Please output the entries below exactly as they are.

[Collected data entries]
* * *
#[derive(Default)]
struct State {
    keychains: HashMap<String, Vec<FakeIdentity>>,
    search_list: Vec<String>,
    calls: Vec<Vec<String>>,
}

/// What `security export` leaves behind
#[derive(Default, Clone, Copy)]
enum ExportOutput {
    #[default]
    Bundle,
    Absent,
    ZeroBytes,
}

/// In-memory stand-in for the keychain subsystem
///
/// Like the real tool, creating a keychain appends it to the user search
/// list and deleting one removes it.
#[derive(Default)]
struct FakeSecurity {
    state: Mutex<State>,
    export_output: ExportOutput,
    corrupt_on_verify: bool,
    /// Deleting the scratch keychain fails once it holds identities
    scratch_delete_fails: bool,
}

impl FakeSecurity {
    fn new() -> Self {
        let fake = Self::default();
        {
            let mut state = fake.state.lock().unwrap();
            state.keychains.insert(
                LOGIN_KEYCHAIN.to_string(),
                vec![
                    FakeIdentity {
                        hash: SIGNING_HASH.to_string(),
                        name: SIGNING_NAME.to_string(),
                    },
                    FakeIdentity {
                        hash: OTHER_HASH.to_string(),
                        name: OTHER_NAME.to_string(),
                    },
                ],
            );
            state.search_list = ORIGINAL_SEARCH_LIST.iter().map(|s| s.to_string()).collect();
        }
        fake
    }

    fn with_stale_keychains(self) -> Self {
        {
            let mut state = self.state.lock().unwrap();
            state.keychains.insert(TEMP_KEYCHAIN.to_string(), Vec::new());
            state.keychains.insert(VERIFY_KEYCHAIN.to_string(), Vec::new());
        }
        self
    }

    fn calls(&self) -> Vec<Vec<String>> {
        self.state.lock().unwrap().calls.clone()
    }

    fn calls_to(&self, subcommand: &str) -> Vec<Vec<String>> {
        self.calls()
            .into_iter()
            .filter(|c| c[0] == subcommand)
            .collect()
    }

    fn keychain_exists(&self, name: &str) -> bool {
        self.state.lock().unwrap().keychains.contains_key(name)
    }

    fn search_list(&self) -> Vec<String> {
        self.state.lock().unwrap().search_list.clone()
    }

    fn handle(&self, state: &mut State, argv: &[String]) -> CommandOutput {
        let last = argv.last().cloned().unwrap_or_default();
        match argv[0].as_str() {
            "help" => ok(""),
            "show-keychain-info" | "set-keychain-settings" | "unlock-keychain" => {
                if state.keychains.contains_key(&last) {
                    ok("")
                } else {
                    not_found(&last)
                }
            }
            "delete-keychain" => {
                let holds_identities = state.keychains.get(&last).is_some_and(|ids| !ids.is_empty());
                if self.scratch_delete_fails && last == TEMP_KEYCHAIN && holds_identities {
                    return fail(1, "security: SecKeychainDelete: UNIX[Operation not permitted]");
                }
                if state.keychains.remove(&last).is_some() {
                    state.search_list.retain(|k| *k != last);
                    ok("")
                } else {
                    not_found(&last)
                }
            }
            "create-keychain" => {
                if state.keychains.contains_key(&last) {
                    fail(48, "A keychain with the same name already exists.")
                } else {
                    state.keychains.insert(last.clone(), Vec::new());
                    state.search_list.push(last);
                    ok("")
                }
            }
            "list-keychains" => {
                if let Some(pos) = argv.iter().position(|a| a == "-s") {
                    state.search_list = argv[pos + 1..].to_vec();
                    ok("")
                } else {
                    let stdout: String = state
                        .search_list
                        .iter()
                        .map(|k| format!("    \"{k}\"\n"))
                        .collect();
                    ok(&stdout)
                }
            }
            "find-identity" => match state.keychains.get(&last) {
                Some(identities) => {
                    let mut stdout = String::from("Policy: X509 Basic\n  Matching identities\n");
                    for (i, id) in identities.iter().enumerate() {
                        stdout.push_str(&format!("  {}) {} \"{}\"\n", i + 1, id.hash, id.name));
                    }
                    stdout.push_str(&format!("     {} identities found\n", identities.len()));
                    ok(&stdout)
                }
                None => not_found(&last),
            },
            "delete-identity" => {
                let hash = value_after(argv, "-Z");
                match state.keychains.get_mut(&last) {
                    Some(identities) => {
                        identities.retain(|id| id.hash != hash);
                        ok("")
                    }
                    None => not_found(&last),
                }
            }
            "export" => {
                let keychain = value_after(argv, "-k");
                let password = value_after(argv, "-P");
                let output = value_after(argv, "-o");
                let Some(identities) = state.keychains.get(&keychain) else {
                    return not_found(&keychain);
                };
                match self.export_output {
                    ExportOutput::Bundle => {
                        std::fs::write(&output, encode_bundle(&password, identities)).unwrap();
                    }
                    ExportOutput::ZeroBytes => std::fs::write(&output, b"").unwrap(),
                    ExportOutput::Absent => {}
                }
                ok("")
            }
            "import" => {
                let keychain = value_after(argv, "-k");
                let password = value_after(argv, "-P");
                let bytes = std::fs::read(&argv[1]).unwrap();
                if self.corrupt_on_verify && keychain == VERIFY_KEYCHAIN {
                    return fail(1, "security: SecKeychainItemImport: Unknown format in import.");
                }
                let Some((bundle_password, identities)) = decode_bundle(&bytes) else {
                    return fail(1, "security: SecKeychainItemImport: Unknown format in import.");
                };
                if bundle_password != password {
                    return fail(
                        1,
                        "security: SecKeychainItemImport: MAC verification failed during PKCS12 import (wrong password?)",
                    );
                }
                match state.keychains.get_mut(&keychain) {
                    Some(existing) => {
                        existing.extend(identities);
                        ok("1 identity imported.")
                    }
                    None => not_found(&keychain),
                }
            }
            other => fail(1, &format!("unknown subcommand {other}")),
        }
    }
}

#[async_trait]
impl CommandRunner for FakeSecurity {
    async fn run(&self, command: &SecurityCommand) -> Result<CommandOutput> {
        let argv: Vec<String> = command.argv().map(str::to_string).collect();
        let mut state = self.state.lock().unwrap();
        state.calls.push(argv.clone());
        Ok(self.handle(&mut state, &argv))
    }
}

fn ok(stdout: &str) -> CommandOutput {
    CommandOutput {
        code: Some(0),
        stdout: stdout.to_string(),
        stderr: String::new(),
    }
}

fn fail(code: i32, stderr: &str) -> CommandOutput {
    CommandOutput {
        code: Some(code),
        stdout: String::new(),
        stderr: stderr.to_string(),
    }
}

fn not_found(keychain: &str) -> CommandOutput {
    fail(
        50,
        &format!("security: The specified keychain could not be found: {keychain}"),
    )
}

fn value_after(argv: &[String], flag: &str) -> String {
    let pos = argv.iter().position(|a| a == flag).unwrap();
    argv[pos + 1].clone()
}

fn encode_bundle(password: &str, identities: &[FakeIdentity]) -> Vec<u8> {
    let mut bytes = BUNDLE_MAGIC.to_vec();
    bytes.extend_from_slice(format!("{password}\n").as_bytes());
    for id in identities {
        bytes.extend_from_slice(format!("{}|{}\n", id.hash, id.name).as_bytes());
    }
    bytes
}

fn decode_bundle(bytes: &[u8]) -> Option<(String, Vec<FakeIdentity>)> {
    let body = std::str::from_utf8(bytes.strip_prefix(&BUNDLE_MAGIC)?).ok()?;
    let mut lines = body.lines();
    let password = lines.next()?.to_string();
    let identities = lines
        .filter_map(|l| l.split_once('|'))
        .map(|(hash, name)| FakeIdentity {
            hash: hash.to_string(),
            name: name.to_string(),
        })
        .collect();
    Some((password, identities))
}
* * *
RESULT OF THE EXERCISE
#[derive(Default)]
struct State {
    keychains: HashMap<String, Vec<FakeIdentity>>,
    search_list: Vec<String>,
    calls: Vec<Vec<String>>,
}

/// What `security export` leaves behind
#[derive(Default, Clone, Copy)]
enum ExportOutput {
    #[default]
    Bundle,
    Absent,
    ZeroBytes,
}

/// In-memory stand-in for the keychain subsystem
///
/// Like the real tool, creating a keychain appends it to the user search
/// list and deleting one removes it.
#[derive(Default)]
struct FakeSecurity {
    state: Mutex<State>,
    export_output: ExportOutput,
    corrupt_on_verify: bool,
    /// Deleting the scratch keychain fails once it holds identities
    scratch_delete_fails: bool,
}

impl FakeSecurity {
    fn new() -> Self {
        let fake = Self::default();
        {
            let mut state = fake.state.lock().unwrap();
            state.keychains.insert(
                LOGIN_KEYCHAIN.to_string(),
                vec![
                    FakeIdentity {
                        hash: SIGNING_HASH.to_string(),
                        name: SIGNING_NAME.to_string(),
                    },
                    FakeIdentity {
                        hash: OTHER_HASH.to_string(),
                        name: OTHER_NAME.to_string(),
                    },
                ],
            );
            state.search_list = ORIGINAL_SEARCH_LIST.iter().map(|s| s.to_string()).collect();
        }
        fake
    }

    fn with_stale_keychains(self) -> Self {
        {
            let mut state = self.state.lock().unwrap();
            state.keychains.insert(TEMP_KEYCHAIN.to_string(), Vec::new());
            state.keychains.insert(VERIFY_KEYCHAIN.to_string(), Vec::new());
        }
        self
    }

    fn calls(&self) -> Vec<Vec<String>> {
        self.state.lock().unwrap().calls.clone()
    }

    fn calls_to(&self, subcommand: &str) -> Vec<Vec<String>> {
        self.calls()
            .into_iter()
            .filter(|c| c[0] == subcommand)
            .collect()
    }

    fn keychain_exists(&self, name: &str) -> bool {
        self.state.lock().unwrap().keychains.contains_key(name)
    }

    fn search_list(&self) -> Vec<String> {
        self.state.lock().unwrap().search_list.clone()
    }

    fn handle(&self, state: &mut State, argv: &[String]) -> CommandOutput {
        let last = argv.last().cloned().unwrap_or_default();
        match argv[0].as_str() {
            "help" => ok(""),
            "show-keychain-info" | "set-keychain-settings" | "unlock-keychain" => {
                if state.keychains.contains_key(&last) {
                    ok("")
                } else {
                    not_found(&last)
                }
            }
            "delete-keychain" => {
                let holds_identities = state.keychains.get(&last).is_some_and(|ids| !ids.is_empty());
                if self.scratch_delete_fails && last == TEMP_KEYCHAIN && holds_identities {
                    return fail(1, "security: SecKeychainDelete: UNIX[Operation not permitted]");
                }
                if state.keychains.remove(&last).is_some() {
                    state.search_list.retain(|k| *k != last);
                    ok("")
                } else {
                    not_found(&last)
                }
            }
            "create-keychain" => {
                if state.keychains.contains_key(&last) {
                    fail(48, "A keychain with the same name already exists.")
                } else {
                    state.keychains.insert(last.clone(), Vec::new());
                    state.search_list.push(last);
                    ok("")
                }
            }
            "list-keychains" => {
                if let Some(pos) = argv.iter().position(|a| a == "-s") {
                    state.search_list = argv[pos + 1..].to_vec();
                    ok("")
                } else {
                    let stdout: String = state
                        .search_list
                        .iter()
                        .map(|k| format!("    \"{k}\"\n"))
                        .collect();
                    ok(&stdout)
                }
            }
            "find-identity" => match state.keychains.get(&last) {
                Some(identities) => {
                    let mut stdout = String::from("Policy: X509 Basic\n  Matching identities\n");
                    for (i, id) in identities.iter().enumerate() {
                        stdout.push_str(&format!("  {}) {} \"{}\"\n", i + 1, id.hash, id.name));
                    }
                    stdout.push_str(&format!("     {} identities found\n", identities.len()));
                    ok(&stdout)
                }
                None => not_found(&last),
            },
            "delete-identity" => {
                let hash = value_after(argv, "-Z");
                match state.keychains.get_mut(&last) {
                    Some(identities) => {
                        identities.retain(|id| id.hash != hash);
                        ok("")
                    }
                    None => not_found(&last),
                }
            }
            "export" => {
                let keychain = value_after(argv, "-k");
                let password = value_after(argv, "-P");
                let output = value_after(argv, "-o");
                let Some(identities) = state.keychains.get(&keychain) else {
                    return not_found(&keychain);
                };
                match self.export_output {
                    ExportOutput::Bundle => {
                        std::fs::write(&output, encode_bundle(&password, identities)).unwrap();
                    }
                    ExportOutput::ZeroBytes => std::fs::write(&output, b"").unwrap(),
                    ExportOutput::Absent => {}
                }
                ok("")
            }
            "import" => {
                let keychain = value_after(argv, "-k");
                let password = value_after(argv, "-P");
                let bytes = std::fs::read(&argv[1]).unwrap();
                if self.corrupt_on_verify && keychain == VERIFY_KEYCHAIN {
                    return fail(1, "security: SecKeychainItemImport: Unknown format in import.");
                }
                let Some((bundle_password, identities)) = decode_bundle(&bytes) else {
                    return fail(1, "security: SecKeychainItemImport: Unknown format in import.");
                };
                if bundle_password != password {
                    return fail(
                        1,
                        "security: SecKeychainItemImport: MAC verification failed during PKCS12 import (wrong password?)",
                    );
                }
                match state.keychains.get_mut(&keychain) {
                    Some(existing) => {
                        existing.extend(identities);
                        ok("1 identity imported.")
                    }
                    None => not_found(&keychain),
                }
            }
            other => fail(1, &format!("unknown subcommand {other}")),
        }
    }
}

#[async_trait]
impl CommandRunner for FakeSecurity {
    async fn run(&self, command: &SecurityCommand) -> Result<CommandOutput> {
        let argv: Vec<String> = command.argv().map(str::to_string).collect();
        let mut state = self.state.lock().unwrap();
        state.calls.push(argv.clone());
        Ok(self.handle(&mut state, &argv))
    }
}

fn ok(stdout: &str) -> CommandOutput {
    CommandOutput {
        code: Some(0),
        stdout: stdout.to_string(),
        stderr: String::new(),
    }
}

fn fail(code: i32, stderr: &str) -> CommandOutput {
    CommandOutput {
        code: Some(code),
        stdout: String::new(),
        stderr: stderr.to_string(),
    }
}

fn not_found(keychain: &str) -> CommandOutput {
    fail(
        50,
        &format!("security: The specified keychain could not be found: {keychain}"),
    )
}

fn value_after(argv: &[String], flag: &str) -> String {
    let pos = argv.iter().position(|a| a == flag).unwrap();
    argv[pos + 1].clone()
}

fn encode_bundle(password: &str, identities: &[FakeIdentity]) -> Vec<u8> {
    let mut bytes = BUNDLE_MAGIC.to_vec();
    bytes.extend_from_slice(format!("{password}\n").as_bytes());
    for id in identities {
        bytes.extend_from_slice(format!("{}|{}\n", id.hash, id.name).as_bytes());
    }
    bytes
}

fn decode_bundle(bytes: &[u8]) -> Option<(String, Vec<FakeIdentity>)> {
    let body = std::str::from_utf8(bytes.strip_prefix(&BUNDLE_MAGIC)?).ok()?;
    let mut lines = body.lines();
    let password = lines.next()?.to_string();
    let identities = lines
        .filter_map(|l| l.split_once('|'))
        .map(|(hash, name)| FakeIdentity {
            hash: hash.to_string(),
            name: name.to_string(),
        })
        .collect();
    Some((password, identities))
}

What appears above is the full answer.